SA-10-727 Developer Configuration Management

Developer Configuration Management

Control ID

SA-10-727

Control Name

Developer Configuration Management

Control Category

Security Assessment and Authorization

Functional Areas

Protect

Sub-Areas

Change Management

NIST Baseline Level(s)

MOD, HIGH

NIST Priority

State Implementation Required

Yes

Agency Last Implemented Date

August 16, 2017

Agency Implementation

Information resource owners shall require that all changes to production systems follow the Agency's approved change management process.

Risk Statement

Changes are made to production systems without a formal change process.

Control Description

The organization requires the developer of the information system, system component, or information system service to: a. Perform configuration management during system, component, or service [Selection (one or more): design; development; implementation; operation]; b. Document, manage, and control the integrity of changes to [Assignment: organization-defined configuration items under configuration management]; c. Implement only organization-approved changes to the system, component, or service; d. Document approved changes to the system, component, or service and the potential security impacts of such changes; and e. Track security flaws and flaw resolution within the system, component, or service and report findings to [Assignment: organization-defined personnel].

Control Example

The organization should have documented change control procedures that: a. requires approval for making changes; b. takes into account impact on information security and related configurations; c. performs appropriate level of testing of changes, including information security, as applicable; d. tracks defects and security flaws; and e. requires approval from appropriate level of management for authorizing changes into production.

State Implementation

All security-related information resources changes shall be approved by the information owner through a change control process.
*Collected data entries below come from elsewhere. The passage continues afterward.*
//! Fixed-size binary framing for carrying progress across a process
//! boundary.
//!
//! Each event is one 8-byte frame: the job index followed by the status
//! code, both little-endian `i32`. There is no header and no
//! acknowledgement. [`FrameNotifier`] writes frames to any [`AsyncWrite`]
//! from a background task; [`FrameReader`] decodes them on the other
//! side.

use tokio::io::{AsyncRead, AsyncReadExt, AsyncWrite, AsyncWriteExt};
use tokio::sync::mpsc;
use tokio::task::JoinHandle;

use pixbatch_core::{JobIndex, ProgressStatus};

use crate::notifier::ProgressNotifier;

/// Size in bytes of one encoded frame.
pub const FRAME_LEN: usize = 8;

// ---------------------------------------------------------------------------
// Error
// ---------------------------------------------------------------------------

#[derive(Debug, thiserror::Error)]
pub enum WireError {
    #[error("I/O error: {0}")]
    Io(#[from] std::io::Error),

    /// The stream ended part-way through a frame.
    #[error("Truncated frame: got {0} of 8 bytes")]
    Truncated(usize),

    #[error("Negative job index: {0}")]
    NegativeIndex(i32),

    #[error("Job index {0} does not fit in a frame")]
    IndexOutOfRange(JobIndex),

    #[error("Unknown status code: {0}")]
    UnknownStatus(i32),
}

// ---------------------------------------------------------------------------
// ProgressFrame
// ---------------------------------------------------------------------------

/// One decoded progress frame.
#[derive(Debug, Clone, Copy, PartialEq, Eq)]
pub struct ProgressFrame {
    pub index: JobIndex,
    pub status: ProgressStatus,
}

impl ProgressFrame {
    pub fn new(index: JobIndex, status: ProgressStatus) -> Self {
        Self { index, status }
    }

    /// Encode into the fixed `{index:int32, status:int32}` payload.
    pub fn encode(&self) -> Result<[u8; FRAME_LEN], WireError> {
        let index = i32::try_from(self.index).map_err(|_| WireError::IndexOutOfRange(self.index))?;
        let mut buf = [0u8; FRAME_LEN];
        buf[..4].copy_from_slice(&index.to_le_bytes());
        buf[4..].copy_from_slice(&self.status.code().to_le_bytes());
        Ok(buf)
    }

    /// Decode one frame from exactly [`FRAME_LEN`] bytes.
    pub fn decode(bytes: &[u8]) -> Result<Self, WireError> {
        if bytes.len() < FRAME_LEN {
            return Err(WireError::Truncated(bytes.len()));
        }
        let index = i32::from_le_bytes([bytes[0], bytes[1], bytes[2], bytes[3]]);
        let code = i32::from_le_bytes([bytes[4], bytes[5], bytes[6], bytes[7]]);

        let index = JobIndex::try_from(index).map_err(|_| WireError::NegativeIndex(index))?;
        let status = ProgressStatus::from_code(code).ok_or(WireError::UnknownStatus(code))?;
        Ok(Self { index, status })
    }
}

// ---------------------------------------------------------------------------
// FrameNotifier
// ---------------------------------------------------------------------------

/// Notifier that serializes events onto a byte stream.
///
/// `notify` only encodes and enqueues; a background task owns the writer
/// and drains the queue in order, so per-job ordering is preserved.
#[derive(Clone)]
pub struct FrameNotifier {
    sender: mpsc::UnboundedSender<[u8; FRAME_LEN]>,
}

impl FrameNotifier {
    /// Spawn the writer task for `writer` and return the notifier feeding it.
    ///
    /// The task exits once every clone of the notifier is dropped, after
    /// flushing and shutting down the writer. It resolves to the number of
    /// frames written, or the first I/O error.
    pub fn spawn<W>(writer: W) -> (Self, JoinHandle<Result<u64, WireError>>)
    where
        W: AsyncWrite + Unpin + Send + 'static,
    {
        let (sender, receiver) = mpsc::unbounded_channel();
        let handle = tokio::spawn(write_frames(writer, receiver));
        (Self { sender }, handle)
    }
}

impl ProgressNotifier for FrameNotifier {
    fn notify(&self, index: JobIndex, status: ProgressStatus) {
        match ProgressFrame::new(index, status).encode() {
            Ok(frame) => {
                let _ = self.sender.send(frame);
            }
            Err(e) => {
                tracing::warn!(index, error = %e, "Dropping progress frame");
            }
        }
    }
}

async fn write_frames<W>(
    mut writer: W,
    mut receiver: mpsc::UnboundedReceiver<[u8; FRAME_LEN]>,
) -> Result<u64, WireError>
where
    W: AsyncWrite + Unpin,
{
    let mut written = 0u64;
    while let Some(frame) = receiver.recv().await {
        writer.write_all(&frame).await?;
        writer.flush().await?;
        written += 1;
    }
    writer.shutdown().await?;
    tracing::debug!(frames = written, "Progress frame writer closed");
    Ok(written)
}

// ---------------------------------------------------------------------------
// FrameReader
// ---------------------------------------------------------------------------

/// Decodes progress frames from a byte stream.
pub struct FrameReader<R> {
    reader: R,
}

impl<R> FrameReader<R>
where
    R: AsyncRead + Unpin,
{
    pub fn new(reader: R) -> Self {
        Self { reader }
    }

    /// Read the next frame.
    ///
    /// Returns `Ok(None)` on a clean end of stream (EOF on a frame
    /// boundary).
    pub async fn next_frame(&mut self) -> Result<Option<ProgressFrame>, WireError> {
        let mut buf = [0u8; FRAME_LEN];
        let mut filled = 0;
        while filled < FRAME_LEN {
            let n = self.reader.read(&mut buf[filled..]).await?;
            if n == 0 {
                return if filled == 0 {
                    Ok(None)
                } else {
                    Err(WireError::Truncated(filled))
                };
            }
            filled += n;
        }
        ProgressFrame::decode(&buf).map(Some)
    }

    /// Give back the underlying reader.
    pub fn into_inner(self) -> R {
        self.reader
    }
}

// ---------------------------------------------------------------------------
// Tests
// ---------------------------------------------------------------------------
Approval shall occur prior to implementation by the state organization or independent contractors.

Testing Procedures

Obtain system and services acquisition policy; procedures addressing information system developer/integrator configuration management; acquisition contracts and service level agreements; information system developer/integrator configuration management plan; security flaw tracking records; system change authorization records; other relevant documents or records and ascertain if : (I)the organization requires that information system developers create and implement a configuration management plan that controls changes to the system during development, tracks security flaws, requires authorization of changes, and provides documentation of the plan and its implementation.